-------- Study material
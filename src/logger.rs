use std::fmt;
use std::io;
use std::sync::atomic::{AtomicBool, AtomicU8, Ordering};
use std::sync::Arc;

use crate::flags::Flags;
use crate::severity::Severity;
use crate::sink::{self, Caller, Destination, Sink};

/// Output channel a severity is routed to.
#[derive(Debug, Clone, Copy, PartialEq, Eq)]
pub enum Channel {
    Standard,
    Error,
    /// Standard output with the caller's file and line on every line.
    Trace,
}

impl Channel {
    // Indexed by severity ordinal. `None` and `All` are thresholds, never message severities.
    const ROUTES: [Option<Channel>; 8] = [
        None,
        Some(Channel::Error),
        Some(Channel::Error),
        Some(Channel::Standard),
        Some(Channel::Standard),
        Some(Channel::Standard),
        Some(Channel::Trace),
        None,
    ];

    pub fn for_severity(severity: Severity) -> Option<Channel> {
        Self::ROUTES[severity as usize]
    }
}

/// Construction settings for a [`LeveledLogger`].
///
/// The default matches the process-wide logger: no tag, no auxiliary fields, every severity
/// emitted and prefixed.
#[derive(Debug, Clone, PartialEq)]
pub struct Config {
    pub tag: String,
    pub flags: Flags,
    pub threshold: Severity,
    pub prefix_severity: bool,
}

impl Default for Config {
    fn default() -> Self {
        Self {
            tag: String::new(),
            flags: Flags::empty(),
            threshold: Severity::All,
            prefix_severity: true,
        }
    }
}

impl Config {
    pub fn build(&self, destination: Option<Destination>) -> LeveledLogger {
        LeveledLogger::new(
            destination,
            &self.tag,
            self.flags,
            self.threshold,
            self.prefix_severity,
        )
    }
}

/// Severity filter in front of three output channels.
pub struct LeveledLogger {
    standard: Arc<Sink>,
    error: Arc<Sink>,
    trace: Sink,
    threshold: AtomicU8,
    prefix_severity: AtomicBool,
}

impl LeveledLogger {
    /// Create a logger writing to `destination`.
    ///
    /// Without a destination standard and trace output go to stdout and error output goes to
    /// stderr. With a destination every channel writes to it, so fatal and error lines are no
    /// longer separated from the rest. The trace channel always adds the caller's file and line.
    pub fn new(
        destination: Option<Destination>,
        tag: &str,
        flags: Flags,
        threshold: Severity,
        prefix_severity: bool,
    ) -> Self {
        let trace_flags = flags | Flags::LONG_FILE;
        let (standard, error, trace) = match destination {
            None => {
                let stdout = sink::destination(io::stdout());
                let standard = Arc::new(Sink::new(stdout.clone(), tag, flags));
                let error = Arc::new(Sink::new(sink::destination(io::stderr()), tag, flags));
                (standard, error, Sink::new(stdout, tag, trace_flags))
            }
            Some(out) => {
                let standard = Arc::new(Sink::new(out.clone(), tag, flags));
                (standard.clone(), standard, Sink::new(out, tag, trace_flags))
            }
        };
        Self {
            standard,
            error,
            trace,
            threshold: AtomicU8::new(threshold as u8),
            prefix_severity: AtomicBool::new(prefix_severity),
        }
    }

    pub fn from_config(config: &Config, destination: Option<Destination>) -> Self {
        config.build(destination)
    }

    pub fn threshold(&self) -> Severity {
        Severity::from_u8(self.threshold.load(Ordering::Relaxed)).unwrap_or(Severity::All)
    }

    pub fn set_threshold(&self, threshold: Severity) {
        self.threshold.store(threshold as u8, Ordering::Relaxed)
    }

    pub fn prefix_severity(&self) -> bool {
        self.prefix_severity.load(Ordering::Relaxed)
    }

    pub fn set_prefix_severity(&self, prefix_severity: bool) {
        self.prefix_severity.store(prefix_severity, Ordering::Relaxed)
    }

    pub fn enabled(&self, severity: Severity) -> bool {
        self.threshold().permits(severity)
    }

    pub fn sink(&self, channel: Channel) -> &Sink {
        match channel {
            Channel::Standard => &self.standard,
            Channel::Error => &self.error,
            Channel::Trace => &self.trace,
        }
    }

    pub fn sink_for(&self, severity: Severity) -> Option<&Sink> {
        Channel::for_severity(severity).map(|channel| self.sink(channel))
    }

    /// True when error output is written to the same sink as standard output.
    pub fn errors_aliased(&self) -> bool {
        Arc::ptr_eq(&self.standard, &self.error)
    }

    #[track_caller]
    pub fn fatal(&self, args: fmt::Arguments<'_>) {
        self.log(Severity::Fatal, args)
    }

    #[track_caller]
    pub fn error(&self, args: fmt::Arguments<'_>) {
        self.log(Severity::Error, args)
    }

    #[track_caller]
    pub fn warning(&self, args: fmt::Arguments<'_>) {
        self.log(Severity::Warning, args)
    }

    #[track_caller]
    pub fn info(&self, args: fmt::Arguments<'_>) {
        self.log(Severity::Info, args)
    }

    #[track_caller]
    pub fn debug(&self, args: fmt::Arguments<'_>) {
        self.log(Severity::Debug, args)
    }

    #[track_caller]
    pub fn trace(&self, args: fmt::Arguments<'_>) {
        self.log(Severity::Trace, args)
    }

    /// Write `args` to the channel of `severity` if the threshold permits it.
    ///
    /// Logging at `None` or `All` writes nothing.
    #[track_caller]
    pub fn log(&self, severity: Severity, args: fmt::Arguments<'_>) {
        self.log_at(severity, &Caller::here(), args)
    }

    pub(crate) fn log_at(
        &self,
        severity: Severity,
        caller: &Caller<'_>,
        args: fmt::Arguments<'_>,
    ) {
        let threshold = self.threshold();
        if !threshold.permits(severity) {
            return;
        }
        let sink = match self.sink_for(severity) {
            Some(sink) => sink,
            None => return,
        };
        // Write errors are dropped, callers never see them.
        if self.prefix_severity() {
            // The prefix names the threshold, not the severity of the call.
            let _ = sink.output(caller, format_args!("{}: {}", threshold, args));
        } else {
            let _ = sink.output(caller, args);
        }
    }

    pub(crate) fn flush_sinks(&self) {
        for sink in [&*self.standard, &*self.error, &self.trace] {
            let _ = sink.flush();
        }
    }
}

impl fmt::Debug for LeveledLogger {
    fn fmt(&self, f: &mut fmt::Formatter<'_>) -> fmt::Result {
        f.debug_struct("LeveledLogger")
            .field("standard", &self.standard)
            .field("error", &self.error)
            .field("trace", &self.trace)
            .field("threshold", &self.threshold())
            .field("prefix_severity", &self.prefix_severity())
            .finish()
    }
}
----------------
Repeat, word for word, the lines above between the line holding "use std::sync::Arc;" and the line holding "pub struct Config", inclusive; omit everything else.

▶ _Solution_:
use std::sync::Arc;

use crate::flags::Flags;
use crate::severity::Severity;
use crate::sink::{self, Caller, Destination, Sink};

/// Output channel a severity is routed to.
#[derive(Debug, Clone, Copy, PartialEq, Eq)]
pub enum Channel {
    Standard,
    Error,
    /// Standard output with the caller's file and line on every line.
    Trace,
}

impl Channel {
    // Indexed by severity ordinal. `None` and `All` are thresholds, never message severities.
    const ROUTES: [Option<Channel>; 8] = [
        None,
        Some(Channel::Error),
        Some(Channel::Error),
        Some(Channel::Standard),
        Some(Channel::Standard),
        Some(Channel::Standard),
        Some(Channel::Trace),
        None,
    ];

    pub fn for_severity(severity: Severity) -> Option<Channel> {
        Self::ROUTES[severity as usize]
    }
}

/// Construction settings for a [`LeveledLogger`].
///
/// The default matches the process-wide logger: no tag, no auxiliary fields, every severity
/// emitted and prefixed.
#[derive(Debug, Clone, PartialEq)]
pub struct Config {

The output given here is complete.